Tag Archives: Benjamin Ramon

Nightmares in a Damaged Subgenre


by Daniel Baldwin

Martha (Eline Schumacher) and Felix (Benjamin Ramon) are the children of the legendary uncaught serial killer The Butcher of Mons. Each of these siblings contends with their family legacy in different ways. Martha works as a janitor amongst coworkers who treat her with contempt. Meanwhile, Felix has taken up his deceased patriarch’s monstrous profession: kidnapping, torturing, killing, and dismembering women.

Their home life is not great. Neither talks to the other much, with Felix insisting on living in near total seclusion from his sister, despite residing in the same home. Both have frequent hallucinations tailored to their individual fractured psyches as they live out their own private hells. That is, until things go south at Martha’s job. A violent encounter forces Martha and Felix together, sending them down an even more vicious and crazed path.

If any of that sounds cliched, it’s because it very much is. What we have here in Megalomaniac is a film homaging both violent ‘70s exploitation and ‘00s New French Extremity cinema. The latter in particular. The fingerprints of modern classics such MartyrsFrontier(s), and High Tension are on full display here, as well as doses of older influences like Lustig’s Maniac and Scavolini’s Nightmares. Brutal, broken killers take out their rage on unsuspecting women. We’ve seen it countless times before and we have seen it done better.

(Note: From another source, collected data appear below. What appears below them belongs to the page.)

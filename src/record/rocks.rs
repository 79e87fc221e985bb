use anyhow::{Context, Result};
use rocksdb::{Direction, IteratorMode, Options, WriteBatch, DB};
use std::path::Path;
use std::sync::atomic::{AtomicU64, Ordering};
use tracing::debug;

use super::RecordLog;
use crate::codec::StoredRecord;

/// RocksDB column families.
///
/// - "default": records keyed by big-endian insertion sequence (append-only)
/// - "index_hash": secondary index keyed by `descriptor_hash ++ seq`, scanned
///   in reverse to resolve "most recent record for this hash"
const CF_RECORDS: &str = "default";
const CF_INDEX_HASH: &str = "index_hash";

/// RocksDB-backed append-only record log.
///
/// Every insert gets the next sequence number; nothing is ever updated or
/// deleted. Recency resolution is a reverse prefix scan over the hash index,
/// so concurrent same-hash writers race benignly: both records land and the
/// highest sequence wins at read time.
pub struct RocksRecordLog {
    db: DB,
    next_seq: AtomicU64,
}

impl RocksRecordLog {
    pub fn open<P: AsRef<Path>>(path: P) -> Result<Self> {
        let mut opts = Options::default();
        opts.create_if_missing(true);
        opts.create_missing_column_families(true);
        opts.set_compression_type(rocksdb::DBCompressionType::Snappy);
        opts.increase_parallelism(num_cpus::get() as i32);
        opts.set_statistics_level(rocksdb::statistics::StatsLevel::DisableAll);

        let db = DB::open_cf(&opts, path, vec![CF_RECORDS, CF_INDEX_HASH])
            .context("failed to open record log database")?;

        // Resume the sequence after the highest existing key.
        let next_seq = {
            let mut iter = db.iterator(IteratorMode::End);
            match iter.next() {
                Some(Ok((key, _))) if key.len() == 8 => {
                    u64::from_be_bytes(key.as_ref().try_into().unwrap()) + 1
                }
                _ => 0,
            }
        };

        Ok(Self {
            db,
            next_seq: AtomicU64::new(next_seq),
        })
    }
}

impl RecordLog for RocksRecordLog {
    fn insert(&self, record: &StoredRecord) -> Result<()> {
        let seq = self.next_seq.fetch_add(1, Ordering::SeqCst);
        let key = seq.to_be_bytes();
        let value = serde_json::to_vec(record).context("failed to encode record")?;

        let cf_index = self
            .db
            .cf_handle(CF_INDEX_HASH)
            .context("missing index_hash column family")?;

        let mut index_key = record.descriptor_hash.as_bytes().to_vec();
        index_key.extend_from_slice(&key);

        let mut batch = WriteBatch::default();
        batch.put(key, &value);
        batch.put_cf(cf_index, index_key, b"");
        self.db.write(batch).context("failed to append record")?;

        debug!(
            operation = "log.insert",
            descriptor_hash = %record.descriptor_hash,
            seq,
            "record appended"
        );
        Ok(())
    }

    fn find_latest(&self, descriptor_hash: &str) -> Result<Option<StoredRecord>> {
        let cf_index = self
            .db
            .cf_handle(CF_INDEX_HASH)
            .context("missing index_hash column family")?;

        let prefix = descriptor_hash.as_bytes();
        let mut upper = prefix.to_vec();
        upper.extend_from_slice(&u64::MAX.to_be_bytes());

        // Reverse scan from the highest possible key for this hash; the first
        // entry still carrying the prefix is the latest insertion.
        let mut iter = self
            .db
            .iterator_cf(cf_index, IteratorMode::From(&upper, Direction::Reverse));

        match iter.next() {
            Some(Ok((key, _))) if key.starts_with(prefix) && key.len() == prefix.len() + 8 => {
                let seq_bytes: [u8; 8] = key[prefix.len()..].try_into().unwrap();
                let record_bytes = self
                    .db
                    .get(seq_bytes)
                    .context("failed to read record")?
                    .context("index points at a missing record")?;
                let record: StoredRecord =
                    serde_json::from_slice(&record_bytes).context("failed to decode record")?;
                Ok(Some(record))
            }
            Some(Err(e)) => Err(e).context("record log iteration failed"),
            _ => Ok(None),
        }
    }
}
//! Structured logging utilities.
//!
//! All logs use structured fields for easy parsing and analysis:
//!
//! - `operation`: the operation being performed (e.g., "gate.lookup", "log.insert")
//! - `status`: the result status ("success", "miss", "error")
//! - `descriptor_hash`: canonical call fingerprint (hex-encoded)
//! - `size_bytes`: size in bytes

use std::{fmt as std_fmt, io};
use tracing::{Event, Subscriber};
use tracing_subscriber::fmt::{FmtContext, FormatEvent, FormatFields};
use tracing_subscriber::registry::LookupSpan;
use tracing_subscriber::{
    fmt::{self, format::Writer},
    prelude::*,
    EnvFilter,
};

/// Custom formatter that shows "speicher" instead of full module path
struct SpeicherFormatter {
    with_ansi: bool,
}

impl<S, N> FormatEvent<S, N> for SpeicherFormatter
where
    S: Subscriber + for<'a> LookupSpan<'a>,
    N: for<'a> FormatFields<'a> + 'static,
{
    fn format_event(
        &self,
        ctx: &FmtContext<'_, S, N>,
        mut writer: Writer<'_>,
        event: &Event<'_>,
    ) -> std_fmt::Result {
        let meta = event.metadata();

        write!(
            writer,
            "{} ",
            chrono::Local::now().format("%Y-%m-%dT%H:%M:%S%.6fZ")
        )?;

        if self.with_ansi {
            let level_style = match *meta.level() {
                tracing::Level::ERROR => "\x1b[31m",
                tracing::Level::WARN => "\x1b[33m",
                tracing::Level::INFO => "\x1b[32m",
                tracing::Level::DEBUG => "\x1b[34m",
                tracing::Level::TRACE => "\x1b[35m",
            };
            write!(
                writer,
                "{}{:5}(speicher)\x1b[0m: ",
                level_style,
                meta.level()
            )?;
        } else {
            write!(writer, "{:5}(speicher): ", meta.level())?;
        }

        ctx.field_format().format_fields(writer.by_ref(), event)?;

        writeln!(writer)
    }
}

/// Log format options
#[derive(Debug, Clone, Copy, PartialEq, Eq)]
pub enum LogFormat {
    /// Human-readable format (default for development)
    Pretty,
    /// Compact format (for CI/production)
    Compact,
    /// JSON format (for log aggregation systems)
    Json,
}

impl LogFormat {
    /// Parse from environment variable (SPEICHER_LOG_FORMAT)
    pub fn from_env() -> Self {
        match std::env::var("SPEICHER_LOG_FORMAT")
            .unwrap_or_default()
            .to_lowercase()
            .as_str()
        {
            "json" => Self::Json,
            "compact" => Self::Compact,
            "pretty" => Self::Pretty,
            _ => {
                if std::env::var("CI").is_ok() {
                    Self::Compact
                } else {
                    Self::Pretty
                }
            }
        }
    }
}

/// Initialize the global tracing subscriber.
///
/// `RUST_LOG` sets the filter (defaults to "info"); `SPEICHER_LOG_FORMAT`
/// selects pretty/compact/json output. Logs go to stderr so captured and
/// replayed stdout stays clean.
pub fn init() {
    let filter = EnvFilter::try_from_default_env()
        .or_else(|_| EnvFilter::try_new("info"))
        .unwrap();

    let format = LogFormat::from_env();

    match format {
        LogFormat::Pretty => {
            tracing_subscriber::registry()
                .with(filter)
                .with(
                    fmt::layer()
                        .event_format(SpeicherFormatter { with_ansi: true })
                        .with_writer(io::stderr),
                )
                .init();
        }
        LogFormat::Compact => {
            tracing_subscriber::registry()
                .with(filter)
                .with(
                    fmt::layer()
                        .event_format(SpeicherFormatter { with_ansi: false })
                        .with_writer(io::stderr),
                )
                .init();
        }
        LogFormat::Json => {
            tracing_subscriber::registry()
                .with(filter)
                .with(
                    fmt::layer()
                        .with_target(false)
                        .with_file(false)
                        .with_line_number(false)
                        .with_ansi(false)
                        .with_writer(io::stderr)
                        .json(),
                )
                .init();
        }
    }
}

/// Standard field names for consistent logging
#[allow(dead_code)]
pub mod fields {
    /// Operation name (e.g., "gate.lookup", "log.insert", "sandbox.launch")
    pub const OPERATION: &str = "operation";
    /// Status (e.g., "success", "hit", "miss", "error")
    pub const STATUS: &str = "status";
    /// Canonical call fingerprint (hex-encoded)
    pub const DESCRIPTOR_HASH: &str = "descriptor_hash";
    /// Content reference (scheme-prefixed hash)
    pub const REFERENCE: &str = "reference";
    /// Size in bytes
    pub const SIZE_BYTES: &str = "size_bytes";
    /// Function name
    pub const FUNCTION: &str = "function";
}

/// Status values for consistent logging
#[allow(dead_code)]
pub mod status {
    pub const SUCCESS: &str = "success";
    pub const HIT: &str = "hit";
    pub const MISS: &str = "miss";
    pub const ERROR: &str = "error";
}
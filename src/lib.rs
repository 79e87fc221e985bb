// Library interface for speicher: content-addressed function memoization and
// sandboxed execution. Integration tests and embedding applications use these
// modules directly.

pub mod capture;
pub mod codec;
pub mod config;
pub mod contract;
pub mod descriptor;
pub mod dispatch;
pub mod engine;
pub mod error;
pub mod gate;
pub mod handle;
pub mod logging;
pub mod record;
pub mod sandbox;
pub mod store;

// Re-export commonly used types
pub use capture::RuntimeInfo;
pub use codec::{CallResult, StoredRecord};
pub use config::EngineConfig;
pub use contract::{ContractBuilder, FunctionContract, FunctionRegistry};
pub use descriptor::{build_descriptor, ArgValue, CallArguments, CallDescriptor};
pub use dispatch::{CallContext, NativeBody};
pub use engine::{CallOptions, Engine};
pub use error::EngineError;
pub use gate::CacheGate;
pub use handle::FileHandle;
pub use record::{RecordLog, RocksRecordLog};
pub use sandbox::SourceUnit;
pub use store::{ContentStore, FileFingerprint, FilesystemStore};
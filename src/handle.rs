use std::fs;
use std::path::{Path, PathBuf};

use anyhow::{anyhow, Context, Result};
use tracing::debug;

use crate::store::ContentStore;

/// A local file wrapped with ownership semantics.
///
/// Borrowed handles point at caller-supplied paths and are never deleted by
/// the engine. Temporary handles are engine-owned scratch outputs: before a
/// call returns they are either persisted into the content store (and the
/// local file removed) or discarded. No temporary path outlives its call.
#[derive(Debug, Clone)]
pub struct FileHandle {
    path: Option<PathBuf>,
    reference: Option<String>,
    is_temporary: bool,
}

impl FileHandle {
    /// Wrap a caller-supplied path. The engine will not delete it.
    pub fn borrowed<P: Into<PathBuf>>(path: P) -> Self {
        Self {
            path: Some(path.into()),
            reference: None,
            is_temporary: false,
        }
    }

    /// Wrap a content reference with no local path yet.
    pub fn from_reference<S: Into<String>>(reference: S) -> Self {
        Self {
            path: None,
            reference: Some(reference.into()),
            is_temporary: false,
        }
    }

    /// Allocate a fresh engine-owned scratch destination.
    ///
    /// Only the name is reserved: the placeholder file is removed again, so a
    /// destination counts as populated exactly when the function created it.
    pub fn temporary() -> std::io::Result<Self> {
        let file = tempfile::Builder::new()
            .prefix("speicher_output_")
            .tempfile()?;
        let (_, path) = file.keep().map_err(|e| e.error)?;
        fs::remove_file(&path)?;
        Ok(Self {
            path: Some(path),
            reference: None,
            is_temporary: true,
        })
    }

    /// True if the handle points at an existing local file.
    pub fn is_populated(&self) -> bool {
        self.path.as_deref().map(Path::exists).unwrap_or(false)
    }

    pub fn path(&self) -> Option<&Path> {
        self.path.as_deref()
    }

    pub fn reference(&self) -> Option<&str> {
        self.reference.as_deref()
    }

    pub fn is_temporary(&self) -> bool {
        self.is_temporary
    }

    /// Push the file's bytes into the content store. Temporary handles lose
    /// their local path (the scratch file is removed); borrowed handles keep
    /// theirs.
    pub fn persist(&mut self, store: &dyn ContentStore) -> Result<String> {
        let path = self
            .path
            .clone()
            .ok_or_else(|| anyhow!("cannot persist a handle without a local path"))?;
        let reference = store.store_file(&path)?;

        if self.is_temporary {
            fs::remove_file(&path)
                .with_context(|| format!("failed to remove scratch file {}", path.display()))?;
            self.path = None;
            debug!(
                operation = "handle.persist",
                reference = %reference,
                "temporary output persisted and cleaned"
            );
        }

        self.reference = Some(reference.clone());
        Ok(reference)
    }

    /// Delete an unpopulated or unwanted temporary file. Borrowed handles are
    /// left untouched.
    pub fn discard(&mut self) {
        if !self.is_temporary {
            return;
        }
        if let Some(path) = self.path.take() {
            if let Err(e) = fs::remove_file(&path) {
                if e.kind() != std::io::ErrorKind::NotFound {
                    debug!(
                        operation = "handle.discard",
                        status = "error",
                        "failed to remove {}: {}",
                        path.display(),
                        e
                    );
                }
            }
        }
    }

    /// Produce a local path for this handle, fetching from the content store
    /// if it is currently reference-only.
    pub fn materialize(&mut self, store: &dyn ContentStore) -> Result<PathBuf> {
        if let Some(path) = &self.path {
            return Ok(path.clone());
        }
        let reference = self
            .reference
            .clone()
            .ok_or_else(|| anyhow!("handle has neither path nor reference"))?;
        let path = store
            .load_file(&reference)?
            .ok_or_else(|| anyhow!("content reference has no backing blob: {}", reference))?;
        self.path = Some(path.clone());
        Ok(path)
    }
}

From a filmmaking standpoint, the craft on display here is sound. There are some striking images to be found, particularly during the film’s more hallucinatory sequences. Unfortunately, the tone and color palette are both so grim and dour that any enticement within those images is immediately sapped away. What we are left with is yet another in a long line of torture & kill flicks. If there’s any solace to be had here, it is in Eline Schumacher’s performance in the first two acts. While the writing for her character ultimately becomes a lump of cliches in the final stretch, Schumacher gives a nuanced take on the degradation of a tortured psyche for the first two thirds of the film.

If this is a subgenre that you’re fond of, you might find some engagement within. All others would be better off seeking out one of the other films I mentioned above. This is a fans-only affair.